# EXERCISE DESCRIPTION:
From the entries below, transcribe exactly the lines between the line holding "if store.submitted_users != snapshot.submitted_users" and the line holding "store.submitted_users.len()", inclusive; skip all other lines.

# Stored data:
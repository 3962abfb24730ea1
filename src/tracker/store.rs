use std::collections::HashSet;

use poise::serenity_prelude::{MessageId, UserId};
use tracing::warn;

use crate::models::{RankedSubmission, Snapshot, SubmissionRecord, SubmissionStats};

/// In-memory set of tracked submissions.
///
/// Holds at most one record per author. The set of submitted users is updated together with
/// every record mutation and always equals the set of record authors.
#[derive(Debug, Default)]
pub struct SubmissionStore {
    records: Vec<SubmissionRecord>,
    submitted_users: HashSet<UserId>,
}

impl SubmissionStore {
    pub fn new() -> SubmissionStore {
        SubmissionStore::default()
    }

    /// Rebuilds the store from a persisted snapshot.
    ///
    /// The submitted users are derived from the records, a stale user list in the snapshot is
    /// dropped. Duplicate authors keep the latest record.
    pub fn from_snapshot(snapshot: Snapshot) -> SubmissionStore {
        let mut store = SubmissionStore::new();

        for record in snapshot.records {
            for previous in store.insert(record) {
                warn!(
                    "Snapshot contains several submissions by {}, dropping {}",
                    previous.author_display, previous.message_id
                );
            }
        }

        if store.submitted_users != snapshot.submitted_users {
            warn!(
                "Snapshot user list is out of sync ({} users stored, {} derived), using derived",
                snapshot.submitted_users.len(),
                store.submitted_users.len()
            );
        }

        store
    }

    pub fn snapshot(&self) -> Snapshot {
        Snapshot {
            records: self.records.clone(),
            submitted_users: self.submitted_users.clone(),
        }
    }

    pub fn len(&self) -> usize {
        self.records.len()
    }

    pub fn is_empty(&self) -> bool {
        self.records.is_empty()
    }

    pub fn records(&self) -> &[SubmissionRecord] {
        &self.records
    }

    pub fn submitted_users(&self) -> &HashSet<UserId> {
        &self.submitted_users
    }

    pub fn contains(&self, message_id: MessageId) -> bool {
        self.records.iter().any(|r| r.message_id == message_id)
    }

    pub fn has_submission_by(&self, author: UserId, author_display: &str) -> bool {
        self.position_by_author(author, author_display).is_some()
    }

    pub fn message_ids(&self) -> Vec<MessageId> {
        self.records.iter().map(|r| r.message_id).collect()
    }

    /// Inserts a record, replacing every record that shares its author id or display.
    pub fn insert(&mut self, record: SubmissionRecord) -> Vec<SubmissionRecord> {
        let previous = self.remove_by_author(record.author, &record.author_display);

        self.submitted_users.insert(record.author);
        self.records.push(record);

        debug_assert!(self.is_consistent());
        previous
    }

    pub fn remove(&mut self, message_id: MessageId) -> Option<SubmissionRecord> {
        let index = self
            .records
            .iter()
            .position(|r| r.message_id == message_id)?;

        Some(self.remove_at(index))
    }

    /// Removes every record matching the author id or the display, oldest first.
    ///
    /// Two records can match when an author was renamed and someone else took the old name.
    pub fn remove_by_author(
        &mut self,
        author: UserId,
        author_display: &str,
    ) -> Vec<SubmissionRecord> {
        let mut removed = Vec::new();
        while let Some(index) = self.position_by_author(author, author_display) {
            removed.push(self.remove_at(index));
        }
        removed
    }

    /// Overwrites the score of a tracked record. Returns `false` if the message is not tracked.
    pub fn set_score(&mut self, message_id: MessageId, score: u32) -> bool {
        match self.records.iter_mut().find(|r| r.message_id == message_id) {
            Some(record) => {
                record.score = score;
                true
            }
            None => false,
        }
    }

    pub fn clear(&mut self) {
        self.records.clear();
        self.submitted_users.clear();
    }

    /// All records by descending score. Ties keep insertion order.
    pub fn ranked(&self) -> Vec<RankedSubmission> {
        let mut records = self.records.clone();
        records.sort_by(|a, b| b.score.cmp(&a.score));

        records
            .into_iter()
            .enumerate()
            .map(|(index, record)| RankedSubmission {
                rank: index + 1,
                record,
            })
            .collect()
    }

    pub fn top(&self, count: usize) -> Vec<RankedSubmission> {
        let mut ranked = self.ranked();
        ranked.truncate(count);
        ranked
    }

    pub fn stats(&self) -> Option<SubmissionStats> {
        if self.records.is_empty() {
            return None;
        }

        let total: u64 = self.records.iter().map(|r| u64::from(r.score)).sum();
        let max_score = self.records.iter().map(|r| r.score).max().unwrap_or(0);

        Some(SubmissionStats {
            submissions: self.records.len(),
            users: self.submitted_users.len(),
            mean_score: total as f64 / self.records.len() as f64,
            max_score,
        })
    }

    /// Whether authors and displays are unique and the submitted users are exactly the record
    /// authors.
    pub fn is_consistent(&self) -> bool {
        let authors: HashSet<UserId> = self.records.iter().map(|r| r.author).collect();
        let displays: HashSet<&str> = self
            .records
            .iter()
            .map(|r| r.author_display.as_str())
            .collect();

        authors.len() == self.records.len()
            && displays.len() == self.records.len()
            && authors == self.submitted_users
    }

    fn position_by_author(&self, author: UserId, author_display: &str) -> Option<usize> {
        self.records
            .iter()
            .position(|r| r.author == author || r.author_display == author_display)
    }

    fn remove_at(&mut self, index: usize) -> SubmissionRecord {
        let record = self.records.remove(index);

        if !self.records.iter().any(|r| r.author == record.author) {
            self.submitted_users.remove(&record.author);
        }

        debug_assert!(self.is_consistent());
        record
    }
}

# RESULT FOR THIS EXERCISE:
        if store.submitted_users != snapshot.submitted_users {
            warn!(
                "Snapshot user list is out of sync ({} users stored, {} derived), using derived",
                snapshot.submitted_users.len(),
                store.submitted_users.len()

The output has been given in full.